The experimental nature of the class grants professors more freedom to look at new teaching tools, said Kingdon. The blogs function both as a check on how students are performing in the class and on how they feel about it. Because the writing doesn’t have to be formal, Kingdon said he wouldn’t necessarily use blogs in a higher level class.

“At that level, I’m more interested in their more thought-out, formal responses,” he said.

But not all professors are having success with their class blogs. Journalism professor Louise Kennedy said that while she uses blogs to get a more informal response from students in her Foundations of Journalism class, she is finding that students aren’t using them in the manner she had hoped.

This year, the journalism department set up blogs for many of its courses, as well as a blog for each individual student. Kennedy said she was expecting students to use the class blog as a medium to communicate with each other and ask questions about assignments, but so far it hasn’t turned out that way.

As a professor, Kennedy says the blog is logistically difficult to use.

“I’m grading papers and checking WebCT and then I have to go to each person’s blog,” she said. “Right now it’s too much.”

Kennedy said that although she used a blog as a part of her Beat Reporting class last spring semester, the concept is still new to her.

“I think blogs could work well in teaching journalism, but it’s new and I’m still learning how to use it. That’s one of the great things about Emerson; I’m learning as I’m teaching,” she said.

Professors from both the visual and media arts department and the journalism department said that students in their classes also have a wide range of experience in blogging. Some have been blogging for years, while others are taking their first crack at it.
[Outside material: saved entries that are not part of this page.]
//! Core traits for the webhook adapter
//!
//! - [`RewriteApi`]: list, create and delete vendor rewrite rules

pub mod rewrite_api;

pub use rewrite_api::{NewRewriteRule, RewriteApi, RewriteRule};
//! Reconciliation engine
//!
//! The Reconciler answers the orchestrator's two questions:
//! - `records()`: which in-scope, representable records exist right now
//! - `apply_changes()`: realize a change set with the fewest vendor calls
//!
//! ## Architecture
//!
//! ```text
//!   ChangeSet
//!       │
//!       ▼
//! ┌──────────────┐  scope filter, validation, update diffing
//! │     Plan     │──────────────────────────────────┐
//! └──────────────┘                                  │ ValidationErrors
//!       │ Vec<Operation>                            │
//!       ▼                                           ▼
//! ┌──────────────┐  list_rules snapshot   ┌──────────────────┐
//! │  Reconciler  │───────────────────────▶│  ApplyFailures   │
//! └──────────────┘  per-host groups       └──────────────────┘
//!       │           (bounded concurrency)
//!       ▼
//! ┌──────────────┐
//! │  RewriteApi  │
//! └──────────────┘
//! ```
//!
//! ## Apply Flow
//!
//! 1. Plan: drop out-of-scope entries, validate, diff updates
//! 2. Dry-run: report every planned operation, make no vendor call
//! 3. Live: take one fresh `list_rules` snapshot to resolve ids and skip
//!    rules that already exist
//! 4. Execute per-hostname groups concurrently, operations within a group
//!    sequentially
//! 5. Aggregate every failure into one error, or return the report

mod plan;

pub use plan::{Operation, Plan};

use std::collections::HashMap;
use std::sync::Arc;

use futures::stream::{self, StreamExt};
use tokio::sync::Mutex;
use tracing::{debug, info, warn};

use crate::capability::Capabilities;
use crate::config::ProviderConfig;
use crate::domain_filter::DomainFilter;
use crate::endpoint::{ChangeSet, Endpoint};
use crate::error::{ApplyFailures, Error, Failure, Result};
use crate::mapper::{self, normalize_hostname, normalize_target};
use crate::traits::RewriteApi;

/// What happened to one planned operation
#[derive(Debug, Clone, Copy, PartialEq, Eq)]
pub enum OperationOutcome {
    /// The vendor call was made and succeeded
    Applied,
    /// Create skipped: an identical rule already exists
    AlreadyPresent,
    /// Delete skipped: no matching rule exists
    AlreadyAbsent,
    /// Dry-run: recorded as if it succeeded, no call made
    DryRun,
}

/// A planned operation together with its outcome
#[derive(Debug, Clone, PartialEq, Eq)]
pub struct AppliedOperation {
    pub operation: Operation,
    pub outcome: OperationOutcome,
}

/// Summary of a successful `apply_changes` call
#[derive(Debug, Clone, Default, PartialEq, Eq)]
pub struct ApplyReport {
    /// Whether the report was produced in dry-run mode
    pub dry_run: bool,
    /// Every planned operation, in plan order
    pub operations: Vec<AppliedOperation>,
    /// Endpoints ignored for being outside the domain filter
    pub out_of_scope: usize,
}

impl ApplyReport {
    /// Number of operations with the given outcome
    pub fn count(&self, outcome: OperationOutcome) -> usize {
        self.operations.iter().filter(|op| op.outcome == outcome).count()
    }
}

/// Existing rule ids of one hostname, keyed by normalized target
type HostRules = HashMap<String, Vec<String>>;

/// Core reconciliation engine
///
/// Holds only immutable configuration and the vendor client. Concurrent
/// `apply_changes` calls are serialized so two change sets touching the same
/// hostname never interleave; `records()` is never blocked.
pub struct Reconciler {
    /// Vendor API client
    api: Arc<dyn RewriteApi>,

    /// Provider configuration (read-only)
    config: ProviderConfig,

    /// Capability filter bound to the configured domain filter
    capabilities: Capabilities,

    /// Serializes apply_changes calls
    apply_lock: Mutex<()>,
}

impl std::fmt::Debug for Reconciler {
    fn fmt(&self, f: &mut std::fmt::Formatter<'_>) -> std::fmt::Result {
        f.debug_struct("Reconciler")
            .field("api", &self.api.api_name())
            .field("config", &self.config)
            .finish()
    }
}

impl Reconciler {
    /// Create a new reconciler
    ///
    /// # Returns
    ///
    /// - `Ok(Reconciler)`: ready to serve requests
    /// - `Err(Error::Config)`: if the configuration is invalid
    pub fn new(api: Arc<dyn RewriteApi>, config: ProviderConfig) -> Result<Self> {
        config.validate()?;

        let capabilities = Capabilities::new(config.domain_filter.clone());

        Ok(Self {
            api,
            config,
            capabilities,
            apply_lock: Mutex::new(()),
        })
    }

    pub fn domain_filter(&self) -> &DomainFilter {
        &self.config.domain_filter
    }

    pub fn capabilities(&self) -> &Capabilities {
        &self.capabilities
    }

    pub fn is_dry_run(&self) -> bool {
        self.config.dry_run
    }

    /// Current in-scope, representable records
    ///
    /// Unsupported rules (out of scope, or not mappable to A/AAAA/CNAME) are
    /// dropped silently. Fails only when listing the vendor rules fails.
    pub async fn records(&self) -> Result<Vec<Endpoint>> {
        let rules = self.api.list_rules(&self.config.profile_id).await?;
        debug!("Fetched {} rewrite rule(s) from {}", rules.len(), self.api.api_name());

        let endpoints = self.capabilities.retain_supported(mapper::to_endpoints(&rules));
        debug!("Returning {} endpoint(s)", endpoints.len());

        Ok(endpoints)
    }

    /// Normalize desired endpoints for the orchestrator's planner
    pub fn adjust_endpoints(&self, endpoints: Vec<Endpoint>) -> Vec<Endpoint> {
        self.capabilities.adjust_endpoints(endpoints)
    }

    /// Plan a change set without executing it
    pub fn plan(&self, changes: &ChangeSet) -> Plan {
        Plan::build(changes, &self.capabilities)
    }

    /// Apply a change set
    ///
    /// Every valid operation is attempted even when others fail.
    ///
    /// # Returns
    ///
    /// - `Ok(ApplyReport)`: every operation succeeded (or was simulated)
    /// - `Err(Error::Apply)`: one entry per rejected endpoint and failed operation
    /// - `Err(e)`: listing the current rules failed and nothing else did
    pub async fn apply_changes(&self, changes: ChangeSet) -> Result<ApplyReport> {
        let _guard = self.apply_lock.lock().await;

        let Plan {
            operations,
            mut failures,
            out_of_scope,
        } = self.plan(&changes);

        info!(
            "Applying {} operation(s) from {} endpoint(s) [mode: {}]",
            operations.len(),
            changes.len(),
            if self.config.dry_run { "DRY-RUN" } else { "LIVE" }
        );
        for failure in &failures {
            warn!("Rejected {}", failure);
        }

        let mut report = ApplyReport {
            dry_run: self.config.dry_run,
            operations: Vec::with_capacity(operations.len()),
            out_of_scope,
        };

        if self.config.dry_run {
            for operation in operations {
                info!("[DRY-RUN] Would {}", operation);
                report.operations.push(AppliedOperation {
                    operation,
                    outcome: OperationOutcome::DryRun,
                });
            }
        } else if !operations.is_empty() {
            match self.snapshot().await {
                Ok(mut snapshot) => {
                    let results = self.execute(operations, &mut snapshot).await;
                    for result in results {
                        match result {
                            Ok(applied) => report.operations.push(applied),
                            Err(failure) => failures.push(failure),
                        }
                    }
                }
                Err(e) if failures.is_empty() => return Err(e),
                Err(e) => failures.push(Failure::new("list rewrite rules", e)),
            }
        }

        if failures.is_empty() {
            Ok(report)
        } else {
            warn!("{} failure(s) while applying changes", failures.len());
            Err(Error::Apply(ApplyFailures::new(failures)))
        }
    }

    /// Fresh view of existing rules, grouped by normalized hostname
    async fn snapshot(&self) -> Result<HashMap<String, HostRules>> {
        let rules = self.api.list_rules(&self.config.profile_id).await?;

        let mut snapshot: HashMap<String, HostRules> = HashMap::new();
        for rule in rules {
            snapshot
                .entry(normalize_hostname(&rule.hostname))
                .or_default()
                .entry(normalize_target(&rule.target))
                .or_default()
                .push(rule.id);
        }

        Ok(snapshot)
    }

    /// Run operations grouped by hostname, groups concurrently
    async fn execute(
        &self,
        operations: Vec<Operation>,
        snapshot: &mut HashMap<String, HostRules>,
    ) -> Vec<std::result::Result<AppliedOperation, Failure>> {
        let mut groups: Vec<(Vec<Operation>, HostRules)> = Vec::new();
        let mut group_index: HashMap<String, usize> = HashMap::new();

        for operation in operations {
            let host = operation.host_key();
            let slot = match group_index.get(&host) {
                Some(slot) => *slot,
                None => {
                    let existing = snapshot.remove(&host).unwrap_or_default();
                    groups.push((Vec::new(), existing));
                    group_index.insert(host, groups.len() - 1);
                    groups.len() - 1
                }
            };
            groups[slot].0.push(operation);
        }

        let limit = self.config.engine.max_concurrency.max(1);
        stream::iter(groups)
            .map(|(ops, existing)| self.execute_group(ops, existing))
            .buffered(limit)
            .collect::<Vec<_>>()
            .await
            .into_iter()
            .flatten()
            .collect()
    }

    /// Run one hostname's operations in plan order
    async fn execute_group(
        &self,
        operations: Vec<Operation>,
        mut existing: HostRules,
    ) -> Vec<std::result::Result<AppliedOperation, Failure>> {
        let mut results = Vec::with_capacity(operations.len());

        for operation in operations {
            let outcome = match &operation {
                Operation::Create(_) => self.create(&operation, &mut existing).await,
                Operation::Delete(_) => self.delete(&operation, &mut existing).await,
            };

            results.push(match outcome {
                Ok(outcome) => Ok(AppliedOperation { operation, outcome }),
                Err(e) => {
                    warn!("Failed to {}: {}", operation, e);
                    Err(Failure::new(operation.to_string(), e))
                }
            });
        }

        results
    }

    async fn create(&self, operation: &Operation, existing: &mut HostRules) -> Result<OperationOutcome> {
        let target = operation.target_key();
        if existing.get(&target).is_some_and(|ids| !ids.is_empty()) {
            debug!("Skipping {}: rule already exists", operation);
            return Ok(OperationOutcome::AlreadyPresent);
        }

        match self.api.create_rule(&self.config.profile_id, operation.rule()).await {
            Ok(created) => {
                info!("Created rewrite {} (id {})", operation.rule(), created.id);
                existing.entry(target).or_default().push(created.id);
                Ok(OperationOutcome::Applied)
            }
            Err(Error::Conflict(msg)) => {
                debug!("Skipping {}: vendor reports duplicate ({})", operation, msg);
                Ok(OperationOutcome::AlreadyPresent)
            }
            Err(e) => Err(e),
        }
    }

    async fn delete(&self, operation: &Operation, existing: &mut HostRules) -> Result<OperationOutcome> {
        let ids = existing.remove(&operation.target_key()).unwrap_or_default();
        if ids.is_empty() {
            debug!("Skipping {}: no matching rule", operation);
            return Ok(OperationOutcome::AlreadyAbsent);
        }

        // Every duplicate id is attempted; ids that failed stay in the snapshot
        let mut first_error = None;
        let mut remaining = Vec::new();
        for id in ids {
            match self.api.delete_rule(&self.config.profile_id, &id).await {
                Ok(()) => info!("Deleted rewrite {} (id {})", operation.rule(), id),
                Err(Error::NotFound(_)) => debug!("Rewrite {} already gone", id),
                Err(e) => {
                    debug!("Failed to delete rewrite {}: {}", id, e);
                    remaining.push(id);
                    if first_error.is_none() {
                        first_error = Some(e);
                    }
                }
            }
        }

        match first_error {
            None => Ok(OperationOutcome::Applied),
            Some(e) => {
                existing.insert(operation.target_key(), remaining);
                Err(e)
            }
        }
    }
}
Among the first-time blog users is freshman journalism major, Maggie Smolka. She said she uses a blog in her Introduction to Visual Arts class to expand on thoughts about the class and to turn in assignments.

Smolka said she writes a blog post every week. Sometimes it’s a reflection on the lessons of that week, but sometimes they go on museum visits and write about the experience. The posts aren’t graded, Smolka said, but students receive a pass/fail for completion and thoughtfulness.

“I think the blog enhances the class because it makes me think more deeply about what we talked about,” Smolka said.